[EXERCISE REQUIREMENTS]: The lines from the start of the data through the line containing "Entries are pruned" are to be reproduced exactly, both ends included.

[RAW DATA]:
++++++
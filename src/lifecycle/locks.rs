//! Per-name mutual exclusion for container operations.

use std::collections::HashMap;
use std::sync::{Arc, Mutex, MutexGuard, PoisonError};

use tokio::sync::{Mutex as AsyncMutex, OwnedMutexGuard};

/// A map of container name to async mutex.
///
/// Holding a [`NameGuard`] makes "check existence, then create" atomic with
/// respect to every other caller using the same name. Entries are pruned
/// once nobody holds or waits on them, including waiters that gave up.
#[derive(Debug, Default)]
pub struct NameLocks {
    slots: Mutex<HashMap<String, Slot>>,
}

#[derive(Debug, Default)]
struct Slot {
    mutex: Arc<AsyncMutex<()>>,
    /// Holders plus waiters.
    users: usize,
}

impl NameLocks {
    pub fn new() -> Self {
        Self::default()
    }

    fn slots(&self) -> MutexGuard<'_, HashMap<String, Slot>> {
        self.slots.lock().unwrap_or_else(PoisonError::into_inner)
    }

    /// Waits until the section for `name` is free and takes it.
    ///
    /// Dropping the returned future before it completes withdraws the claim.
    pub async fn acquire(&self, name: &str) -> NameGuard<'_> {
        let mutex = {
            let mut slots = self.slots();
            let slot = slots.entry(name.to_string()).or_default();
            slot.users += 1;
            Arc::clone(&slot.mutex)
        };

        // Built before waiting so its drop releases the claim on cancel too.
        let mut guard = NameGuard {
            locks: self,
            name: name.to_string(),
            guard: None,
        };
        guard.guard = Some(mutex.lock_owned().await);
        guard
    }

    /// Number of names currently tracked.
    pub fn len(&self) -> usize {
        self.slots().len()
    }

    pub fn is_empty(&self) -> bool {
        self.len() == 0
    }
}

/// Exclusive section for one container name, released on drop.
#[derive(Debug)]
pub struct NameGuard<'a> {
    locks: &'a NameLocks,
    name: String,
    guard: Option<OwnedMutexGuard<()>>,
}

impl NameGuard<'_> {
    pub fn name(&self) -> &str {
        &self.name
    }
}

impl Drop for NameGuard<'_> {
    fn drop(&mut self) {
        drop(self.guard.take());
        let mut slots = self.locks.slots();
        if let Some(slot) = slots.get_mut(&self.name) {
            slot.users = slot.users.saturating_sub(1);
            if slot.users == 0 {
                slots.remove(&self.name);
            }
        }
    }
}

#[cfg(test)]
mod tests {
    use super::*;
    use std::sync::atomic::{AtomicUsize, Ordering};
    use std::time::Duration;

    #[tokio::test]
    async fn test_guard_released_and_pruned() {
        let locks = NameLocks::new();
        {
            let guard = locks.acquire("repocate-app").await;
            assert_eq!(guard.name(), "repocate-app");
            assert_eq!(locks.len(), 1);
        }
        assert!(locks.is_empty());
    }

    #[tokio::test]
    async fn test_same_name_is_serialized() {
        let locks = Arc::new(NameLocks::new());
        let inside = Arc::new(AtomicUsize::new(0));
        let max_inside = Arc::new(AtomicUsize::new(0));

        let mut handles = Vec::new();
        for _ in 0..8 {
            let locks = Arc::clone(&locks);
            let inside = Arc::clone(&inside);
            let max_inside = Arc::clone(&max_inside);
            handles.push(tokio::spawn(async move {
                let _guard = locks.acquire("repocate-app").await;
                let now = inside.fetch_add(1, Ordering::SeqCst) + 1;
                max_inside.fetch_max(now, Ordering::SeqCst);
                tokio::time::sleep(Duration::from_millis(5)).await;
                inside.fetch_sub(1, Ordering::SeqCst);
            }));
        }
        for handle in handles {
            handle.await.expect("task should finish");
        }

        assert_eq!(max_inside.load(Ordering::SeqCst), 1);
        assert!(locks.is_empty());
    }

    #[tokio::test]
    async fn test_different_names_are_independent() {
        let locks = NameLocks::new();
        let first = locks.acquire("repocate-a").await;
        let second = tokio::time::timeout(Duration::from_millis(100), locks.acquire("repocate-b"))
            .await
            .expect("different name must not block");

        assert_eq!(locks.len(), 2);
        drop(first);
        drop(second);
        assert!(locks.is_empty());
    }

    #[tokio::test]
    async fn test_waiter_keeps_slot_alive() {
        let locks = Arc::new(NameLocks::new());
        let first = locks.acquire("repocate-app").await;

        let waiter = {
            let locks = Arc::clone(&locks);
            tokio::spawn(async move {
                let _guard = locks.acquire("repocate-app").await;
            })
        };
        tokio::time::sleep(Duration::from_millis(10)).await;

        drop(first);
        waiter.await.expect("waiter should acquire after release");
        assert!(locks.is_empty());
    }

    #[tokio::test]
    async fn test_cancelled_waiter_is_pruned() {
        let locks = NameLocks::new();
        let holder = locks.acquire("repocate-app").await;

        let gave_up =
            tokio::time::timeout(Duration::from_millis(10), locks.acquire("repocate-app")).await;
        assert!(gave_up.is_err());
        assert_eq!(locks.len(), 1);

        drop(holder);
        assert!(locks.is_empty());
    }

    #[tokio::test]
    async fn test_waiter_dropped_after_holder_release_is_pruned() {
        let locks = NameLocks::new();
        let holder = locks.acquire("repocate-app").await;

        let mut waiter = Box::pin(locks.acquire("repocate-app"));
        assert!(futures::poll!(waiter.as_mut()).is_pending());

        drop(holder);
        assert_eq!(locks.len(), 1);
        drop(waiter);
        assert!(locks.is_empty());

        // The name is usable again afterwards.
        let again = locks.acquire("repocate-app").await;
        assert_eq!(locks.len(), 1);
        drop(again);
        assert!(locks.is_empty());
    }
}
//! Error types for repocate operations.
//!
//! Defines error types for each subsystem:
//! - Container engine access
//! - Container lifecycle orchestration
//! - Capability registry and dependency injection
//! - Plugin execution
//! - Configuration and version control

use std::time::Duration;

use thiserror::Error;

/// What kind of engine object a lookup referred to.
#[derive(Debug, Clone, Copy, PartialEq, Eq)]
pub enum EngineObject {
    Container,
    Image,
    ExecSession,
}

impl std::fmt::Display for EngineObject {
    fn fmt(&self, f: &mut std::fmt::Formatter<'_>) -> std::fmt::Result {
        match self {
            EngineObject::Container => write!(f, "container"),
            EngineObject::Image => write!(f, "image"),
            EngineObject::ExecSession => write!(f, "exec session"),
        }
    }
}

/// Errors reported by a container engine client.
#[derive(Debug, Error)]
pub enum EngineError {
    #[error("Container engine not available: {0}")]
    Unavailable(String),

    #[error("{kind} '{name}' not found")]
    NotFound { kind: EngineObject, name: String },

    #[error("Failed to pull image '{image}': {reason}")]
    PullFailed { image: String, reason: String },

    #[error("Engine request '{operation}' failed: {reason}")]
    Request { operation: String, reason: String },

    #[error("Exec attach failed: {0}")]
    ExecAttach(String),
}

impl EngineError {
    /// Returns true when the error means the object does not exist.
    pub fn is_not_found(&self) -> bool {
        matches!(self, EngineError::NotFound { .. })
    }
}

/// Errors that can occur while driving a container to a desired state.
#[derive(Debug, Error)]
pub enum LifecycleError {
    #[error(transparent)]
    Engine(#[from] EngineError),

    #[error("Invalid container name '{0}'")]
    InvalidName(String),

    #[error("Container '{0}' is not running")]
    NotRunning(String),

    #[error("Interactive session with '{name}' failed: {source}")]
    ExecAttachFailure {
        name: String,
        #[source]
        source: std::io::Error,
    },

    #[error("Operation '{operation}' timed out after {elapsed:?}")]
    Timeout {
        operation: &'static str,
        elapsed: Duration,
    },

    #[error("Operation '{0}' was cancelled")]
    Cancelled(&'static str),
}

/// Errors raised by plugins while configuring or executing.
#[derive(Debug, Error)]
pub enum PluginError {
    #[error("Plugin '{plugin}' is missing configuration value '{field}'")]
    NotConfigured { plugin: String, field: String },

    #[error("Plugin '{plugin}' received a configuration it does not accept")]
    ConfigMismatch { plugin: String },

    #[error("Invalid value for '{field}': {reason}")]
    InvalidValue { field: String, reason: String },

    #[error("No secret data found at path: {0}")]
    SecretNotFound(String),

    #[error("Vault request failed ({status}): {message}")]
    Vault { status: u16, message: String },

    #[error("HTTP request failed: {0}")]
    Http(#[from] reqwest::Error),

    #[error("IO error: {0}")]
    Io(#[from] std::io::Error),

    #[error("YAML error: {0}")]
    Yaml(#[from] serde_yaml::Error),

    #[error("Container operation failed: {0}")]
    Lifecycle(#[from] LifecycleError),
}

/// Errors that can occur during registry operations.
#[derive(Debug, Error)]
pub enum RegistryError {
    #[error("{kind} '{name}' not found in registry")]
    NotFound { kind: String, name: String },

    #[error("{kind} '{name}' is already registered")]
    DuplicateName { kind: String, name: String },

    #[error("Plugin '{0}' has no recognized configuration shape")]
    UnknownPluginType(String),

    #[error("Plugin '{plugin}' is missing required dependencies: {}", .missing.join(", "))]
    MissingDependency {
        plugin: String,
        missing: Vec<String>,
    },

    #[error(transparent)]
    Plugin(#[from] PluginError),
}

/// Errors that can occur while loading configuration.
#[derive(Debug, Error)]
pub enum ConfigError {
    #[error("Could not determine the user configuration directory")]
    NoConfigDir,

    #[error("Failed to read config file '{path}': {source}")]
    Read {
        path: String,
        #[source]
        source: std::io::Error,
    },

    #[error("Failed to parse config file '{path}': {source}")]
    Parse {
        path: String,
        #[source]
        source: serde_json::Error,
    },

    #[error("IO error: {0}")]
    Io(#[from] std::io::Error),

    #[error("JSON error: {0}")]
    Json(#[from] serde_json::Error),
}

/// Errors that can occur during version control operations.
#[derive(Debug, Error)]
pub enum VcsError {
    #[error("Cannot derive a repository name from '{0}'")]
    InvalidRepository(String),

    #[error("git {command} failed with exit code {code:?}")]
    CommandFailed { command: String, code: Option<i32> },

    #[error("IO error: {0}")]
    Io(#[from] std::io::Error),
}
++++++
[TASK SOLUTION]:
filename src/lifecycle/locks.rs
//! Per-name mutual exclusion for container operations.

use std::collections::HashMap;
use std::sync::{Arc, Mutex, MutexGuard, PoisonError};

use tokio::sync::{Mutex as AsyncMutex, OwnedMutexGuard};

/// A map of container name to async mutex.
///
/// Holding a [`NameGuard`] makes "check existence, then create" atomic with
/// respect to every other caller using the same name. Entries are pruned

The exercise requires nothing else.